Struggling Ardelyx cuts staff as it places bets on its late-stage pipeline

The company has been stung by a series of trial setbacks and partners backing away.

Small cap biotech Ardelyx, which has seen a series of setbacks and spooked investors in recent years, is cutting its workforce by nearly one-third as it looks to sharpen its focus on its phase 3 candidates.

The $227 million market cap company has, like many biotechs before it, undertaken a “strategic review” and decided that it needs to swing the ax on 28% of its staffers, leaving it with 76 employees.

It hopes this will help it run into 2018, along with other “cost-saving activities,” including “a delay in the development of a number of earlier-stage programs,” as it looks to its late-stage pipeline, and potential milestone payments, in the immediate future.

These phase 3 programs include its irritable bowel syndrome (IBS) candidate tenapanor, which the company is prepping for its first NDA in patients with IBS-C (constipation) for next year.

Tenapanor is also gearing up for a new test this year as a treatment for hyperphosphatemia in patients with end-stage renal disease on dialysis.

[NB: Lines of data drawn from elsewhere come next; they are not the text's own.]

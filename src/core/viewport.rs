use crate::core::constants::TILE_SIZE;
use crate::core::geo::{LatLng, LatLngBounds, Point, MAX_LATITUDE};
use serde::{Deserialize, Serialize};
use std::f64::consts::PI;

/// Manages the current view of the map: center, zoom, and screen dimensions
#[derive(Debug, Clone, PartialEq, Serialize, Deserialize)]
pub struct Viewport {
    /// The center of the map view in geographical coordinates
    pub center: LatLng,
    /// The current zoom level
    pub zoom: f64,
    /// The size of the viewport in pixels
    pub size: Point,
    /// The minimum allowed zoom level
    pub min_zoom: f64,
    /// The maximum allowed zoom level
    pub max_zoom: f64,
}

impl Viewport {
    /// Creates a new viewport
    pub fn new(center: LatLng, zoom: f64, size: Point) -> Self {
        Self {
            center: Self::clamp_center(center),
            zoom: zoom.clamp(0.0, 19.0),
            size,
            min_zoom: 0.0,
            max_zoom: 19.0,
        }
    }

    /// Sets the center of the viewport, clamped to the Mercator world
    pub fn set_center(&mut self, center: LatLng) {
        self.center = Self::clamp_center(center);
    }

    /// Sets the zoom level, clamping to valid range
    pub fn set_zoom(&mut self, zoom: f64) {
        self.zoom = zoom.clamp(self.min_zoom, self.max_zoom);
    }

    /// Sets the viewport size
    pub fn set_size(&mut self, size: Point) {
        self.size = size;
    }

    /// Sets the zoom limits
    pub fn set_zoom_limits(&mut self, min_zoom: f64, max_zoom: f64) {
        self.min_zoom = min_zoom;
        self.max_zoom = max_zoom.max(min_zoom);
        self.zoom = self.zoom.clamp(self.min_zoom, self.max_zoom);
    }

    /// World size in pixels at the given zoom
    pub fn world_size(zoom: f64) -> f64 {
        TILE_SIZE as f64 * 2_f64.powf(zoom)
    }

    /// Projects a LatLng to world pixel coordinates (EPSG:3857) at the given zoom level
    pub fn project(&self, lat_lng: &LatLng, zoom: Option<f64>) -> Point {
        let scale = Self::world_size(zoom.unwrap_or(self.zoom));
        let lat_rad = LatLng::clamp_lat(lat_lng.lat).to_radians();

        let x = (lat_lng.lng + 180.0) / 360.0 * scale;
        let y = (1.0 - (lat_rad.tan() + 1.0 / lat_rad.cos()).ln() / PI) / 2.0 * scale;

        Point::new(x, y)
    }

    /// Unprojects world pixel coordinates back to LatLng at the given zoom level
    pub fn unproject(&self, pixel: &Point, zoom: Option<f64>) -> LatLng {
        let scale = Self::world_size(zoom.unwrap_or(self.zoom));

        let lng = pixel.x / scale * 360.0 - 180.0;
        let n = PI - 2.0 * PI * pixel.y / scale;
        let lat = n.sinh().atan().to_degrees();

        LatLng::new(lat, lng)
    }

    /// Converts a geographical coordinate to container pixel coordinates
    pub fn lat_lng_to_pixel(&self, lat_lng: &LatLng) -> Point {
        let center = self.project(&self.center, None);
        let point = self.project(lat_lng, None);
        point
            .subtract(&center)
            .add(&Point::new(self.size.x / 2.0, self.size.y / 2.0))
    }

    /// Converts container pixel coordinates back to geographical coordinates
    pub fn pixel_to_lat_lng(&self, pixel: &Point) -> LatLng {
        let center = self.project(&self.center, None);
        let world = pixel
            .subtract(&Point::new(self.size.x / 2.0, self.size.y / 2.0))
            .add(&center);
        self.unproject(&world, None)
    }

    /// Pans the viewport by the given pixel offset (positive x drags the map right)
    pub fn pan(&mut self, delta: Point) {
        let center = self.project(&self.center, None);
        let new_center = center.subtract(&delta);
        self.set_center(self.unproject(&new_center, None));
    }

    /// Zooms the viewport to a specific level, keeping `focus_point` fixed on screen
    pub fn zoom_to(&mut self, zoom: f64, focus_point: Option<Point>) {
        let new_zoom = zoom.clamp(self.min_zoom, self.max_zoom);
        if (new_zoom - self.zoom).abs() < 1e-9 {
            return;
        }

        match focus_point {
            Some(focus_screen) => {
                let focus_lat_lng = self.pixel_to_lat_lng(&focus_screen);
                self.zoom = new_zoom;
                let drifted = self.lat_lng_to_pixel(&focus_lat_lng);
                self.pan(focus_screen.subtract(&drifted));
            }
            None => self.zoom = new_zoom,
        }
    }

    /// Gets the current viewport bounds in geographical coordinates
    pub fn bounds(&self) -> LatLngBounds {
        let nw = self.pixel_to_lat_lng(&Point::new(0.0, 0.0));
        let se = self.pixel_to_lat_lng(&Point::new(self.size.x, self.size.y));

        LatLngBounds::new(LatLng::new(se.lat, nw.lng), LatLng::new(nw.lat, se.lng))
    }

    /// Clamps center to the Mercator world
    fn clamp_center(center: LatLng) -> LatLng {
        LatLng::new(
            center.lat.clamp(-MAX_LATITUDE, MAX_LATITUDE),
            center.lng.clamp(-180.0, 180.0),
        )
    }
}

impl Default for Viewport {
    fn default() -> Self {
        Self::new(LatLng::new(0.0, 0.0), 0.0, Point::new(800.0, 600.0))
    }
}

Tenapanor, which is designed to clear excess sodium from the gastrointestinal tract, has not had the best history, however, as the drug has flunked one trial and is showing a high adverse event rate in other.

In May of 2015, it posted data showing tenapanor failed to hit the primary endpoint among 154 patients with Stage 3 chronic kidney disease and Type 2 diabetes, failing to significantly decrease the urinary albumin-creatinine ratio compared to placebo.

Just before this, the drug met its main efficacy goal in a Phase 2b trial on dialysis patients with dangerously high phosphate levels, but not without charting alarming rates of diarrhea compared to placebo.

It did also hit the target in a phase 2b study of the drug for IBS, but investors were rattled by signs that the drug triggered serious diarrhea in many patients and led to a rout, with shares plunging 30% when the data were posted.

AstraZeneca signed a $272 million partnership pact on the drug back in 2012, but two years ago pulled out of the deal, giving rights back to Ardelyx after one too many setbacks (at a cost of $25 million to the biotech).

Ardelyx had also been working with Sanofi on preclinical treatments that target NaP2b, a phosphate transporter. Under that deal, signed in 2014, the biotech was eligible for up to $198 million, plus tiered royalties on any approved products.

But this went sour too when the French Big Pharma backed out of its collaboration, returning a handful of candidate treatments for high phosphates in patients with kidney disease. Both AZ and Sanofi had helped the company get off its $60 million IPO back in 2014.

Ardelyx announced new data back in May of this year that its med had hit its primary endpoint, and most of its secondary endpoints, in a late-stage test of its IBS-C drug, but investors were spooked as its shares spiraled downward premarket.

The top-line results from the T3MPO-1 trial, the first of two phase 3 tests in IBS-C in more than 600 patients, hit its primary endpoint, showing that a greater proportion of tenapanor-treated patients compared to placebo-treated patients (27% vs. 18.7%) had at least a 30% reduction in abdominal pain.

It also hit seven of the eight secondary endpoints, missing the target in bowel movement rates, and there were some AE issues with tenapanor as compared with a dummy treatment, seeing higher rates of diarrhea (14.6% vs. 1.7%) and slightly more for nausea (2.6% vs. 1.7%).

Diarrhea caused 5.9% of tenapanor patients to pull out of the trial, compared to just 0.6% for the placebo group. But the company’s shares were down a major 38% in early trading on the news, potentially on the still higher-than-placebo rates of diarrhea, given its past problems in the area.

The biotech is also working on RDX7675 for hyperkalemia (a condition marked by high potassium levels in the blood) but said that, as it looks to focus on tenapanor tests, Ardelyx has “adjusted the timing for the RDX7675 onset-of-action study results and currently expects to report data following the T3MPO-2 [one of its IBS-C trials] results in the fourth quarter of 2017.”

The staffing cuts will cost $800,000 this year but should start saving it money in the longer term. It said in the statement that it would also “continue to evaluate all pathways, both internal and external, to maintain a strong balance sheet and ensure it has the necessary resources to fund its operations.”

As of the end of June, the biotech had cash equivalents and short-term investments of $148.7 million, with a net loss of $28.6 million for the quarter.